(Dataset entries)
════

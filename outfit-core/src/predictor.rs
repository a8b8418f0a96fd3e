use std::{fmt::Debug, sync::Arc};

use crate::{
    error::EngineError,
    model::{Gender, Outfit, WeatherFeatures},
    rules::RuleTable,
    select::select_outfit,
};

/// Anything that can turn a feature record into a four-slot outfit.
///
/// The rule-based [`RulePredictor`] is the default; a trained classifier can be
/// plugged in instead as long as it returns one label per slot.
pub trait OutfitPredictor: Send + Sync + Debug {
    fn predict(&self, features: &WeatherFeatures, gender: Gender) -> Result<Outfit, EngineError>;
}

/// Candidate resolution through the rule table followed by slot selection. Never fails.
#[derive(Debug, Clone)]
pub struct RulePredictor {
    rules: Arc<RuleTable>,
}

impl RulePredictor {
    pub fn new(rules: Arc<RuleTable>) -> Self {
        Self { rules }
    }

    pub fn rules(&self) -> &RuleTable {
        &self.rules
    }
}

impl Default for RulePredictor {
    fn default() -> Self {
        Self::new(Arc::new(RuleTable::builtin()))
    }
}

impl OutfitPredictor for RulePredictor {
    fn predict(&self, features: &WeatherFeatures, gender: Gender) -> Result<Outfit, EngineError> {
        let candidates = self.rules.resolve(features, gender);
        Ok(select_outfit(&candidates, features))
    }
}
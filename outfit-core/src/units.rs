//! Temperature conversions applied only when formatting responses.

use crate::model::Unit;

pub fn celsius_to_fahrenheit(c: f64) -> f64 {
    c * 9.0 / 5.0 + 32.0
}

pub fn fahrenheit_to_celsius(f: f64) -> f64 {
    (f - 32.0) * 5.0 / 9.0
}

/// Round half away from zero to one decimal place.
pub fn round1(value: f64) -> f64 {
    (value * 10.0).round() / 10.0
}

/// Convert a Celsius value to the requested display unit, rounded to one decimal.
pub fn display_temperature(celsius: f64, unit: Unit) -> f64 {
    match unit {
        Unit::Celsius => round1(celsius),
        Unit::Fahrenheit => round1(celsius_to_fahrenheit(celsius)),
    }
}

#[cfg(test)]
mod tests {
    use super::*;

    #[test]
    fn hot_day_in_fahrenheit() {
        assert_eq!(display_temperature(34.0, Unit::Fahrenheit), 93.2);
    }

    #[test]
    fn freezing_point() {
        assert_eq!(celsius_to_fahrenheit(0.0), 32.0);
        assert_eq!(fahrenheit_to_celsius(32.0), 0.0);
        assert_eq!(display_temperature(-40.0, Unit::Fahrenheit), -40.0);
    }

    #[test]
    fn celsius_display_is_rounded() {
        assert_eq!(display_temperature(21.47, Unit::Celsius), 21.5);
        assert_eq!(display_temperature(-3.04, Unit::Celsius), -3.0);
    }

    #[test]
    fn conversion_is_reversible_within_rounding() {
        let c = 17.3;
        assert!((fahrenheit_to_celsius(celsius_to_fahrenheit(c)) - c).abs() < 1e-9);
    }
}
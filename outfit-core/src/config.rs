use anyhow::{Context, Result, anyhow, bail};
use directories::ProjectDirs;
use serde::{Deserialize, Serialize};
use std::{env, fs, path::PathBuf};

use crate::{
    engine::MAX_FORECAST_DAYS,
    model::{Gender, Unit},
    provider::openweather::{DEFAULT_CURRENT_URL, DEFAULT_FORECAST_URL},
    rules::RuleTable,
};

/// Environment variable that overrides the API key stored on disk.
pub const API_KEY_ENV: &str = "OPENWEATHER_KEY";

/// Weather provider credentials and endpoints.
#[derive(Debug, Clone, Serialize, Deserialize)]
#[serde(default)]
pub struct ProviderConfig {
    pub api_key: Option<String>,
    pub current_url: String,
    pub forecast_url: String,
    pub timeout_secs: u64,
}

impl Default for ProviderConfig {
    fn default() -> Self {
        Self {
            api_key: None,
            current_url: DEFAULT_CURRENT_URL.to_string(),
            forecast_url: DEFAULT_FORECAST_URL.to_string(),
            timeout_secs: 12,
        }
    }
}

/// Request defaults used when the caller doesn't specify them.
#[derive(Debug, Clone, Serialize, Deserialize)]
#[serde(default)]
pub struct Defaults {
    pub gender: Gender,
    pub unit: Unit,
    pub days: usize,
}

impl Default for Defaults {
    fn default() -> Self {
        Self { gender: Gender::Male, unit: Unit::Celsius, days: MAX_FORECAST_DAYS }
    }
}

/// Top-level configuration stored on disk.
#[derive(Debug, Clone, Serialize, Deserialize, Default)]
#[serde(default)]
pub struct Config {
    /// Optional TOML rule table replacing the built-in one.
    #[serde(skip_serializing_if = "Option::is_none")]
    pub rules_path: Option<PathBuf>,

    /// Example TOML:
    /// [provider]
    /// api_key = "..."
    pub provider: ProviderConfig,

    pub defaults: Defaults,
}

impl Config {
    /// Load config from disk (or defaults on first run) and apply environment overrides.
    pub fn load() -> Result<Self> {
        let mut cfg = Self::load_file()?;
        if let Ok(key) = env::var(API_KEY_ENV) {
            cfg.apply_env_api_key(&key);
        }
        Ok(cfg)
    }

    fn load_file() -> Result<Self> {
        let path = Self::config_file_path()?;
        if !path.exists() {
            // First run: no config file, return empty.
            return Ok(Self::default());
        }

        let contents = fs::read_to_string(&path)
            .with_context(|| format!("Failed to read config file: {}", path.display()))?;

        Self::from_toml_str(&contents)
            .with_context(|| format!("Failed to parse config file: {}", path.display()))
    }

    pub fn from_toml_str(contents: &str) -> Result<Self> {
        Ok(toml::from_str(contents)?)
    }

    /// Save config to disk, creating parent directories as needed.
    pub fn save(&self) -> Result<()> {
        let path = Self::config_file_path()?;

        if let Some(parent) = path.parent() {
            fs::create_dir_all(parent).with_context(|| {
                format!("Failed to create config directory: {}", parent.display())
            })?;
        }

        let toml =
            toml::to_string_pretty(self).context("Failed to serialize configuration to TOML")?;

        fs::write(&path, toml)
            .with_context(|| format!("Failed to write config file: {}", path.display()))?;

        Ok(())
    }

    /// Path to the config file.
    pub fn config_file_path() -> Result<PathBuf> {
        let dirs = ProjectDirs::from("dev", "outfit", "outfit-cli")
            .ok_or_else(|| anyhow!("Could not determine platform config directory"))?;

        Ok(dirs.config_dir().join("config.toml"))
    }

    pub fn set_api_key(&mut self, api_key: String) {
        self.provider.api_key = Some(api_key);
    }

    fn apply_env_api_key(&mut self, key: &str) {
        let key = key.trim();
        if !key.is_empty() {
            self.set_api_key(key.to_string());
        }
    }

    /// Returns the API key, if one is configured and non-blank.
    pub fn api_key(&self) -> Option<&str> {
        self.provider.api_key.as_deref().map(str::trim).filter(|k| !k.is_empty())
    }

    /// The API key, or an error explaining how to configure one.
    pub fn require_api_key(&self) -> Result<&str> {
        self.api_key().ok_or_else(|| {
            anyhow!(
                "No API key configured for the weather provider.\n\
                 Hint: run `outfit configure` or set {API_KEY_ENV}."
            )
        })
    }

    /// Checks the settings that cannot be repaired per request.
    pub fn validate(&self) -> Result<()> {
        if self.provider.current_url.trim().is_empty() {
            bail!("provider.current_url must not be empty");
        }
        if self.provider.forecast_url.trim().is_empty() {
            bail!("provider.forecast_url must not be empty");
        }
        if self.provider.timeout_secs == 0 {
            bail!("provider.timeout_secs must be at least 1");
        }
        if !(1..=MAX_FORECAST_DAYS).contains(&self.defaults.days) {
            bail!("defaults.days must be between 1 and {MAX_FORECAST_DAYS}");
        }
        Ok(())
    }

    /// The rule table at `rules_path`, or the built-in one.
    pub fn rule_table(&self) -> Result<RuleTable> {
        match &self.rules_path {
            Some(path) => RuleTable::load(path),
            None => Ok(RuleTable::builtin()),
        }
    }
}
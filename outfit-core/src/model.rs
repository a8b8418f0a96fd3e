use std::{fmt, str::FromStr};

use anyhow::anyhow;
use chrono::{NaiveDate, Weekday};
use serde::{Deserialize, Serialize};

/// One observation or forecast interval as reported by a weather provider.
///
/// Every numeric field is optional so that gaps in the provider payload reach the
/// normalizer, which decides whether they can be repaired locally.
#[derive(Debug, Clone, Default, PartialEq, Serialize, Deserialize)]
pub struct RawSample {
    pub temperature: Option<f64>,
    pub feels_like: Option<f64>,
    pub humidity: Option<f64>,
    pub wind_speed: Option<f64>,
    pub condition: Option<String>,
    /// Precipitation volume reported alongside the sample, in mm.
    pub rain_mm: Option<f64>,
    pub snow_mm: Option<f64>,
    /// Unix seconds.
    pub timestamp: Option<i64>,
}

/// Provider weather condition. Unknown provider strings are kept verbatim in `Other`.
#[derive(Debug, Clone, PartialEq, Eq, Hash, Serialize, Deserialize)]
#[serde(from = "String", into = "String")]
pub enum Condition {
    Clear,
    Clouds,
    Drizzle,
    Rain,
    Snow,
    Mist,
    Thunderstorm,
    Haze,
    Dust,
    Fog,
    Tornado,
    Other(String),
}

impl Condition {
    pub fn as_str(&self) -> &str {
        match self {
            Condition::Clear => "Clear",
            Condition::Clouds => "Clouds",
            Condition::Drizzle => "Drizzle",
            Condition::Rain => "Rain",
            Condition::Snow => "Snow",
            Condition::Mist => "Mist",
            Condition::Thunderstorm => "Thunderstorm",
            Condition::Haze => "Haze",
            Condition::Dust => "Dust",
            Condition::Fog => "Fog",
            Condition::Tornado => "Tornado",
            Condition::Other(s) => s,
        }
    }

    /// Matches the provider vocabulary case-sensitively; anything else passes through.
    pub fn parse(value: &str) -> Self {
        match value {
            "Clear" => Condition::Clear,
            "Clouds" => Condition::Clouds,
            "Drizzle" => Condition::Drizzle,
            "Rain" => Condition::Rain,
            "Snow" => Condition::Snow,
            "Mist" => Condition::Mist,
            "Thunderstorm" => Condition::Thunderstorm,
            "Haze" => Condition::Haze,
            "Dust" => Condition::Dust,
            "Fog" => Condition::Fog,
            "Tornado" => Condition::Tornado,
            other => Condition::Other(other.to_string()),
        }
    }

    pub fn is_rainy(&self) -> bool {
        matches!(self, Condition::Rain | Condition::Thunderstorm | Condition::Drizzle)
    }

    pub fn is_snowy(&self) -> bool {
        matches!(self, Condition::Snow)
    }
}

impl fmt::Display for Condition {
    fn fmt(&self, f: &mut fmt::Formatter<'_>) -> fmt::Result {
        f.write_str(self.as_str())
    }
}

impl From<String> for Condition {
    fn from(value: String) -> Self {
        Condition::parse(&value)
    }
}

impl From<Condition> for String {
    fn from(value: Condition) -> Self {
        value.as_str().to_string()
    }
}

#[derive(Debug, Clone, Copy, PartialEq, Eq, Hash, Serialize, Deserialize)]
pub enum Season {
    Spring,
    Summer,
    Autumn,
    Winter,
}

#[derive(Debug, Clone, Copy, PartialEq, Eq, Hash, Serialize, Deserialize)]
#[serde(rename_all = "lowercase")]
pub enum Gender {
    Male,
    Female,
    Baby,
}

impl Gender {
    pub fn as_str(&self) -> &'static str {
        match self {
            Gender::Male => "male",
            Gender::Female => "female",
            Gender::Baby => "baby",
        }
    }

    pub fn is_adult(&self) -> bool {
        matches!(self, Gender::Male | Gender::Female)
    }
}

impl fmt::Display for Gender {
    fn fmt(&self, f: &mut fmt::Formatter<'_>) -> fmt::Result {
        f.write_str(self.as_str())
    }
}

impl FromStr for Gender {
    type Err = anyhow::Error;

    fn from_str(value: &str) -> Result<Self, Self::Err> {
        match value.to_lowercase().as_str() {
            "male" => Ok(Gender::Male),
            "female" => Ok(Gender::Female),
            "baby" => Ok(Gender::Baby),
            _ => Err(anyhow!("Unknown gender '{value}'. Supported values: male, female, baby.")),
        }
    }
}

/// Display unit for temperatures. Everything internal stays in Celsius.
#[derive(Debug, Clone, Copy, PartialEq, Eq, Hash, Default, Serialize, Deserialize)]
pub enum Unit {
    #[default]
    #[serde(rename = "C")]
    Celsius,
    #[serde(rename = "F")]
    Fahrenheit,
}

impl Unit {
    pub fn as_str(&self) -> &'static str {
        match self {
            Unit::Celsius => "C",
            Unit::Fahrenheit => "F",
        }
    }
}

impl fmt::Display for Unit {
    fn fmt(&self, f: &mut fmt::Formatter<'_>) -> fmt::Result {
        f.write_str(self.as_str())
    }
}

impl FromStr for Unit {
    type Err = anyhow::Error;

    fn from_str(value: &str) -> Result<Self, Self::Err> {
        match value.to_uppercase().as_str() {
            "C" | "CELSIUS" => Ok(Unit::Celsius),
            "F" | "FAHRENHEIT" => Ok(Unit::Fahrenheit),
            _ => Err(anyhow!("Unknown unit '{value}'. Supported values: C, F.")),
        }
    }
}

/// Canonical weather feature record consumed by every decision component.
#[derive(Debug, Clone, PartialEq, Serialize, Deserialize)]
pub struct WeatherFeatures {
    pub temperature_c: f64,
    pub feels_like_c: f64,
    pub humidity: u8,
    pub wind_speed: f64,
    pub condition: Condition,
    pub rain: bool,
    pub snow: bool,
    pub season: Season,
    pub hour: u32,
    pub day_of_week: Weekday,
    pub timestamp: Option<i64>,
}

/// Aggregated features for one forecast day.
#[derive(Debug, Clone, PartialEq, Serialize, Deserialize)]
pub struct DailyFeatures {
    pub date: NaiveDate,
    pub features: WeatherFeatures,
    pub high_c: f64,
    pub low_c: f64,
}

#[derive(Debug, Clone, Copy, PartialEq, Eq, Hash, Serialize, Deserialize)]
#[serde(rename_all = "lowercase")]
pub enum Slot {
    Top,
    Bottom,
    Footwear,
    Accessory,
}

impl Slot {
    pub const fn all() -> &'static [Slot] {
        &[Slot::Top, Slot::Bottom, Slot::Footwear, Slot::Accessory]
    }

    pub fn as_str(&self) -> &'static str {
        match self {
            Slot::Top => "top",
            Slot::Bottom => "bottom",
            Slot::Footwear => "footwear",
            Slot::Accessory => "accessory",
        }
    }
}

/// Exactly one label per slot.
#[derive(Debug, Clone, PartialEq, Eq, Hash, Serialize, Deserialize)]
pub struct Outfit {
    pub top: String,
    pub bottom: String,
    pub footwear: String,
    pub accessory: String,
}

impl Outfit {
    pub fn get(&self, slot: Slot) -> &str {
        match slot {
            Slot::Top => &self.top,
            Slot::Bottom => &self.bottom,
            Slot::Footwear => &self.footwear,
            Slot::Accessory => &self.accessory,
        }
    }

    /// First slot whose label is empty or whitespace, if any.
    pub fn first_empty_slot(&self) -> Option<Slot> {
        Slot::all().iter().copied().find(|slot| self.get(*slot).trim().is_empty())
    }
}

#[cfg(test)]
mod tests {
    use super::*;

    #[test]
    fn condition_parse_is_case_sensitive() {
        assert_eq!(Condition::parse("Rain"), Condition::Rain);
        assert_eq!(Condition::parse("rain"), Condition::Other("rain".into()));
        assert_eq!(Condition::parse("Smoke"), Condition::Other("Smoke".into()));
    }

    #[test]
    fn condition_serializes_as_provider_string() {
        let json = serde_json::to_string(&Condition::Thunderstorm).unwrap();
        assert_eq!(json, "\"Thunderstorm\"");

        let back: Condition = serde_json::from_str("\"Squall\"").unwrap();
        assert_eq!(back, Condition::Other("Squall".into()));
    }

    #[test]
    fn rainy_conditions() {
        assert!(Condition::Drizzle.is_rainy());
        assert!(Condition::Thunderstorm.is_rainy());
        assert!(!Condition::Snow.is_rainy());
        assert!(!Condition::Other("Rain".to_lowercase()).is_rainy());
    }

    #[test]
    fn gender_and_unit_parse() {
        assert_eq!("Female".parse::<Gender>().unwrap(), Gender::Female);
        assert_eq!("f".parse::<Unit>().unwrap(), Unit::Fahrenheit);

        let err = "robot".parse::<Gender>().unwrap_err();
        assert!(err.to_string().contains("Unknown gender"));
        assert!("K".parse::<Unit>().is_err());
    }

    #[test]
    fn unit_serde_uses_letters() {
        assert_eq!(serde_json::to_string(&Unit::Fahrenheit).unwrap(), "\"F\"");
        let unit: Unit = serde_json::from_str("\"C\"").unwrap();
        assert_eq!(unit, Unit::Celsius);
    }

    #[test]
    fn outfit_detects_empty_slot() {
        let outfit = Outfit {
            top: "tshirt".into(),
            bottom: "pants".into(),
            footwear: " ".into(),
            accessory: "none".into(),
        };
        assert_eq!(outfit.first_empty_slot(), Some(Slot::Footwear));
    }
}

════

* [WHAT IS BEING ASKED]: Each line from the one containing "let outfit = Outfit" to the end of the entries above should be copied exactly, and no other line.

* [EXERCISE RESPONSE]:
        let outfit = Outfit {
            top: "tshirt".into(),
            bottom: "pants".into(),
            footwear: " ".into(),
            accessory: "none".into(),
        };
        assert_eq!(outfit.first_empty_slot(), Some(Slot::Footwear));
    }
}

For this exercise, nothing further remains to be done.